El rostro del Rey Stick se oscureció.

—¿Qué estás diciendo, Sony? —su voz era fuerte, impregnada de incredulidad—. ¿Cómo puede rechazarnos? ¿Acaso no conoce la fuerza de nuestras fuerzas?

—Él sabe, Padre —respondió Sony, su voz baja con frustración—, pero se atreve a despreciar nuestra ayuda, incluso con las ventajas que le ofrecimos. Le ofrecí el mando sobre nuestras tropas y la libertad de elegir las tres ranuras del Mundo Espiritual, ¡pero aún así nos rechazó sin dudarlo!

Los murmullos surgieron entre los reyes y asesores, cada uno expresando su consternación y asombro.
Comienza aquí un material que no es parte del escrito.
//! ESPN public API adapter.
//!
//! Teams, rosters, schedules, and game summaries from the ESPN site API.
//! No API key is required; one is attached as `X-API-Key` when configured.
//! ESPN payloads are deeply nested and irregular, so parsing walks raw
//! `serde_json::Value` trees with defensive defaults instead of rigid
//! deserialize structs.

use std::time::Duration;

use async_trait::async_trait;
use chrono::NaiveDate;
use serde_json::Value;
use tracing::{debug, info};

use crate::api::errors::ProviderError;
use crate::api::executor::{base_headers, RequestExecutor};
use crate::api::provider::SportsProvider;
use crate::api::rate_limiter::RateLimiter;
use crate::data::models::{parse_iso_utc, parse_iso_utc_or_now, Game, Player, StatMap, Team};

pub const BASE_URL: &str = "https://site.api.espn.com/apis/site/v2/sports";
const PROVIDER_NAME: &str = "espn";

/// Smallest logo resolution considered dashboard-quality.
const MIN_LOGO_WIDTH: u64 = 500;

pub struct EspnProvider {
    executor: RequestExecutor,
}

impl EspnProvider {
    pub fn new(
        base_url: &str,
        api_key: Option<&str>,
        timeout: Duration,
        max_retries: u32,
        rate_limit: usize,
    ) -> Result<Self, ProviderError> {
        let mut headers = base_headers();
        if let Some(key) = api_key {
            headers.insert(
                "X-API-Key",
                key.parse()
                    .map_err(|_| ProviderError::Config("invalid ESPN API key".to_string()))?,
            );
        }
        let rate_limiter = RateLimiter::per_minute(rate_limit)?;
        Ok(Self {
            executor: RequestExecutor::new(base_url, headers, timeout, max_retries, rate_limiter),
        })
    }

    pub fn with_defaults(api_key: Option<&str>) -> Result<Self, ProviderError> {
        Self::new(BASE_URL, api_key, Duration::from_secs(10), 3, 100)
    }

    fn league_path(league: Option<&str>) -> (String, String) {
        let sport = league.unwrap_or("basketball").to_lowercase();
        let league_name = if sport == "basketball" {
            "nba".to_string()
        } else {
            sport.clone()
        };
        (sport, league_name)
    }
}

#[async_trait]
impl SportsProvider for EspnProvider {
    fn name(&self) -> &'static str {
        PROVIDER_NAME
    }

    async fn get_teams(&self, league: Option<&str>) -> Result<Vec<Team>, ProviderError> {
        let (sport, league_name) = Self::league_path(league);
        let response = self
            .executor
            .get(&format!("{sport}/{league_name}/teams"), None)
            .await?;

        let teams = parse_teams(&response.data, &league_name.to_uppercase());
        info!(count = teams.len(), league = %league_name, "Retrieved ESPN teams");
        Ok(teams)
    }

    async fn get_team(&self, team_id: &str) -> Result<Team, ProviderError> {
        let response = self
            .executor
            .get(&format!("basketball/nba/teams/{team_id}"), None)
            .await?;

        let team_info = response.data.get("team").filter(|v| v.is_object());
        match team_info {
            Some(info) => Ok(parse_team(info, "NBA")),
            None => Err(ProviderError::NotFound(format!("team {team_id} not found"))),
        }
    }

    async fn get_players(&self, team_id: Option<&str>) -> Result<Vec<Player>, ProviderError> {
        let team_id = match team_id {
            Some(id) => id,
            None => {
                // No league-wide roster endpoint; fan out across all teams.
                // The shared rate limiter keeps the burst within budget.
                let teams = self.get_teams(Some("basketball")).await?;
                let rosters = futures::future::join_all(
                    teams.iter().map(|team| self.get_players(Some(&team.id))),
                )
                .await;
                let mut all_players = Vec::new();
                for roster in rosters {
                    all_players.extend(roster?);
                }
                return Ok(all_players);
            }
        };

        let response = self
            .executor
            .get(&format!("basketball/nba/teams/{team_id}/roster"), None)
            .await?;

        let players = parse_roster(&response.data, team_id);
        debug!(count = players.len(), team_id, "Retrieved ESPN roster");
        Ok(players)
    }

    async fn get_player(&self, player_id: &str) -> Result<Player, ProviderError> {
        let response = self
            .executor
            .get(&format!("basketball/nba/athletes/{player_id}"), None)
            .await?;

        let athlete = response
            .data
            .get("athlete")
            .filter(|v| v.is_object())
            .ok_or_else(|| ProviderError::NotFound(format!("player {player_id} not found")))?;

        let team_id = athlete
            .get("team")
            .map(|t| id_string(t, "id"))
            .unwrap_or_default();

        parse_athlete(athlete, &team_id)
            .ok_or_else(|| ProviderError::NotFound(format!("player {player_id} not found")))
    }

    async fn get_games(
        &self,
        start_date: Option<NaiveDate>,
        end_date: Option<NaiveDate>,
        team_id: Option<&str>,
    ) -> Result<Vec<Game>, ProviderError> {
        let mut dates = start_date
            .map(|d| d.format("%Y%m%d").to_string())
            .unwrap_or_default();
        if let (Some(_), Some(end)) = (start_date, end_date) {
            dates = format!("{dates}-{}", end.format("%Y%m%d"));
        }

        let endpoint = match team_id {
            Some(id) => format!("basketball/nba/teams/{id}/schedule"),
            None => "basketball/nba/scoreboard".to_string(),
        };
        let params: Vec<(&str, &str)> = if dates.is_empty() {
            Vec::new()
        } else {
            vec![("dates", dates.as_str())]
        };

        let response = self
            .executor
            .get(&endpoint, if params.is_empty() { None } else { Some(&params) })
            .await?;

        let games = parse_events(&response.data);
        info!(count = games.len(), "Retrieved ESPN games");
        Ok(games)
    }

    async fn get_game(&self, game_id: &str) -> Result<Game, ProviderError> {
        let params = [("event", game_id)];
        let response = self
            .executor
            .get("basketball/nba/summary", Some(&params))
            .await?;

        parse_summary(game_id, &response.data)
            .ok_or_else(|| ProviderError::NotFound(format!("game {game_id} not found")))
    }

    async fn get_team_stats(
        &self,
        team_id: &str,
        season: Option<&str>,
    ) -> Result<StatMap, ProviderError> {
        let params: Vec<(&str, &str)> = season.map(|s| vec![("season", s)]).unwrap_or_default();
        let response = self
            .executor
            .get(
                &format!("basketball/nba/teams/{team_id}/statistics"),
                if params.is_empty() { None } else { Some(&params) },
            )
            .await?;

        Ok(stats_object(&response.data))
    }

    async fn get_player_stats(
        &self,
        player_id: &str,
        season: Option<&str>,
    ) -> Result<StatMap, ProviderError> {
        let params: Vec<(&str, &str)> = season.map(|s| vec![("season", s)]).unwrap_or_default();
        let response = self
            .executor
            .get(
                &format!("basketball/nba/athletes/{player_id}/statistics"),
                if params.is_empty() { None } else { Some(&params) },
            )
            .await?;

        Ok(stats_object(&response.data))
    }
}

// =============================================================================
// Pure payload parsers
// =============================================================================

fn str_field(value: &Value, key: &str) -> String {
    value
        .get(key)
        .and_then(Value::as_str)
        .unwrap_or_default()
        .to_string()
}

/// Ids arrive as either JSON strings or numbers depending on the endpoint.
fn id_string(value: &Value, key: &str) -> String {
    match value.get(key) {
        Some(Value::String(s)) => s.clone(),
        Some(Value::Number(n)) => n.to_string(),
        _ => String::new(),
    }
}

/// Teams payload: `sports[0].leagues[0].teams[].team`.
fn parse_teams(data: &Value, league: &str) -> Vec<Team> {
    data.get("sports")
        .and_then(|s| s.get(0))
        .and_then(|s| s.get("leagues"))
        .and_then(|l| l.get(0))
        .and_then(|l| l.get("teams"))
        .and_then(Value::as_array)
        .map(|teams| {
            teams
                .iter()
                .filter_map(|entry| entry.get("team"))
                .map(|info| parse_team(info, league))
                .collect()
        })
        .unwrap_or_default()
}

fn parse_team(info: &Value, league: &str) -> Team {
    Team {
        id: id_string(info, "id"),
        name: str_field(info, "displayName"),
        short_name: str_field(info, "abbreviation"),
        city: str_field(info, "location"),
        league: league.to_string(),
        conference: None,
        division: None,
        logo_url: pick_logo_url(info.get("logos")),
        primary_color: info
            .get("color")
            .and_then(Value::as_str)
            .map(str::to_string),
        secondary_color: info
            .get("alternateColor")
            .and_then(Value::as_str)
            .map(str::to_string),
        venue: venue_name(info.get("venue")),
    }
}

/// Pick the best logo asset: first entry at or above the minimum width,
/// otherwise the first entry at all.
fn pick_logo_url(logos: Option<&Value>) -> Option<String> {
    let logos = logos.and_then(Value::as_array)?;
    let href = |logo: &Value| logo.get("href").and_then(Value::as_str).map(str::to_string);

    logos
        .iter()
        .find(|logo| logo.get("width").and_then(Value::as_u64).unwrap_or(0) >= MIN_LOGO_WIDTH)
        .and_then(href)
        .or_else(|| logos.first().and_then(href))
}

fn venue_name(venue: Option<&Value>) -> Option<String> {
    let venue = venue?;
    venue
        .get("fullName")
        .or_else(|| venue.get("name"))
        .and_then(Value::as_str)
        .map(str::to_string)
}

fn parse_roster(data: &Value, team_id: &str) -> Vec<Player> {
    data.get("athletes")
        .and_then(Value::as_array)
        .map(|athletes| {
            athletes
                .iter()
                .map(|entry| entry.get("athlete").filter(|v| v.is_object()).unwrap_or(entry))
                .filter_map(|info| parse_athlete(info, team_id))
                .collect()
        })
        .unwrap_or_default()
}

/// Returns `None` when no name data exists at all; such records are
/// discarded rather than surfaced as errors.
fn parse_athlete(info: &Value, team_id: &str) -> Option<Player> {
    let mut first_name = str_field(info, "firstName");
    let mut last_name = str_field(info, "lastName");

    if first_name.is_empty() && last_name.is_empty() {
        let display_name = str_field(info, "displayName");
        (first_name, last_name) = split_display_name(&display_name);
    }
    if first_name.is_empty() && last_name.is_empty() {
        return None;
    }

    Some(Player {
        id: id_string(info, "id"),
        first_name,
        last_name,
        team_id: team_id.to_string(),
        position: info
            .get("position")
            .map(|p| str_field(p, "abbreviation"))
            .unwrap_or_default(),
        jersey_number: info
            .get("jersey")
            .and_then(|j| j.as_str().and_then(|s| s.parse().ok()).or(j.as_u64().map(|n| n as u32))),
        height: info.get("height").map(json_scalar_string),
        weight: info.get("weight").and_then(Value::as_u64).map(|w| w as u32),
        date_of_birth: info
            .get("dateOfBirth")
            .and_then(Value::as_str)
            .and_then(|s| parse_iso_utc(s).map(|dt| dt.date_naive()).or_else(|| s.parse().ok())),
        nationality: info
            .get("citizenship")
            .and_then(Value::as_str)
            .map(str::to_string),
    })
}

fn split_display_name(display_name: &str) -> (String, String) {
    match display_name.split_once(' ') {
        Some((first, rest)) => (first.to_string(), rest.to_string()),
        None => (display_name.to_string(), String::new()),
    }
}

fn json_scalar_string(value: &Value) -> String {
    match value {
        Value::String(s) => s.clone(),
        other => other.to_string(),
    }
}

/// Scoreboard / schedule payload: `events[].competitions[0].competitors`.
fn parse_events(data: &Value) -> Vec<Game> {
    data.get("events")
        .and_then(Value::as_array)
        .map(|events| events.iter().filter_map(parse_event).collect())
        .unwrap_or_default()
}

fn parse_event(event: &Value) -> Option<Game> {
    let competition = event.get("competitions").and_then(|c| c.get(0))?;
    let competitors = competition.get("competitors").and_then(Value::as_array)?;

    let side = |home_away: &str| {
        competitors
            .iter()
            .find(|c| c.get("homeAway").and_then(Value::as_str) == Some(home_away))
    };
    let home = side("home");
    let away = side("away");

    let team_id = |competitor: Option<&Value>| {
        competitor
            .and_then(|c| c.get("team"))
            .map(|t| id_string(t, "id"))
            .unwrap_or_default()
    };
    let score = |competitor: Option<&Value>| {
        competitor.and_then(|c| c.get("score")).and_then(|s| match s {
            Value::String(raw) => raw.parse().ok(),
            Value::Number(n) => n.as_i64(),
            _ => None,
        })
    };

    Some(Game {
        id: id_string(event, "id"),
        home_team_id: team_id(home),
        away_team_id: team_id(away),
        scheduled_at: parse_iso_utc_or_now(&str_field(event, "date")),
        status: event
            .get("status")
            .and_then(|s| s.get("type"))
            .map(|t| str_field(t, "description"))
            .filter(|d| !d.is_empty())
            .unwrap_or_else(|| "scheduled".to_string()),
        season: event
            .get("season")
            .map(|s| id_string(s, "year"))
            .unwrap_or_default(),
        home_score: score(home),
        away_score: score(away),
        venue: venue_name(competition.get("venue")),
        attendance: competition.get("attendance").and_then(Value::as_u64),
    })
}

/// Game summary payload: `header.competition.competitors`.
fn parse_summary(game_id: &str, data: &Value) -> Option<Game> {
    let header = data.get("header")?;
    let competition = header.get("competition")?;
    let competitors = competition.get("competitors").and_then(Value::as_array)?;
    if competitors.is_empty() {
        return None;
    }

    // Summary competitors carry the same shape as scoreboard events; reuse
    // the event parser by synthesizing the event envelope around them.
    let synthetic = serde_json::json!({
        "id": game_id,
        "date": header.get("date").cloned().unwrap_or_default(),
        "status": competition.get("status").cloned()
            .or_else(|| header.get("status").cloned())
            .unwrap_or_default(),
        "season": header.get("season").cloned().unwrap_or_default(),
        "competitions": [competition.clone()],
    });
    parse_event(&synthetic)
}

fn stats_object(data: &Value) -> StatMap {
    data.get("stats")
        .and_then(Value::as_object)
        .map(|obj| obj.iter().map(|(k, v)| (k.clone(), v.clone())).collect())
        .unwrap_or_default()
}

// =============================================================================
// Tests
// =============================================================================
Los reyes de las familias aliadas intercambiaron miradas incómodas, sus rostros empalideciendo. Nunca habían anticipado que una oferta tan audaz de la Familia Stick—una que tenía el potencial de asegurar la victoria en la Cumbre del Tridente—sería rechazada directamente.

Algunos de ellos lanzaron miradas de soslayo hacia Sony, cuestionando silenciosamente su juicio.

La mirada del Rey Stick se volvió fría.

—¿Estás segura, Sony? Este Kent debe ser o muy tonto o increíblemente arrogante. Rechazar tal alianza podría ser su fin.

—Padre —dijo entre dientes, sus ojos ardiendo—, sabe exactamente lo que está haciendo. Está decidido a desafiarnos solo. —Golpeó la mesa con su puño—. Pero se arrepentirá. Esta cumbre será nuestro escenario para aplastarlo y hacer que suplique nuestra ayuda.

Los murmullos se hicieron más fuertes, algunos de los reyes aliados asintiendo con acuerdo reticente, otros mirando a Sony con irritación apenas disimulada. Un rey anciano murmuró:

—Fue demasiado lejos ofreciéndole tanto sin consultarnos…

Otro rey, con un tono cargado de desaprobación, agregó:

—¡Nuestra alianza es más fuerte que el orgullo de un hombre! ¡Está arriesgándose a que parezcamos desesperados!

Sin embargo, ninguno se atrevió a hablar abiertamente en su contra; la influencia y fuerza de Sony dentro de la Familia Stick eran incuestionables.

La voz del Rey Stick cortó el ruido, su mirada afilándose mientras se dirigía a su hija.

—¿Todavía deseas casarte con ese… obstinado tonto, Sony?

El salón volvió a caer en silencio, cada figura en la habitación conteniendo la respiración mientras esperaban la respuesta de Sony. Esto determinaría no solo su futuro, sino el destino de su alianza.

Sony no dudó.

—Sí, Padre —declaró, su voz firme—. Me casaré con él, pero solo después de haber roto su orgullo.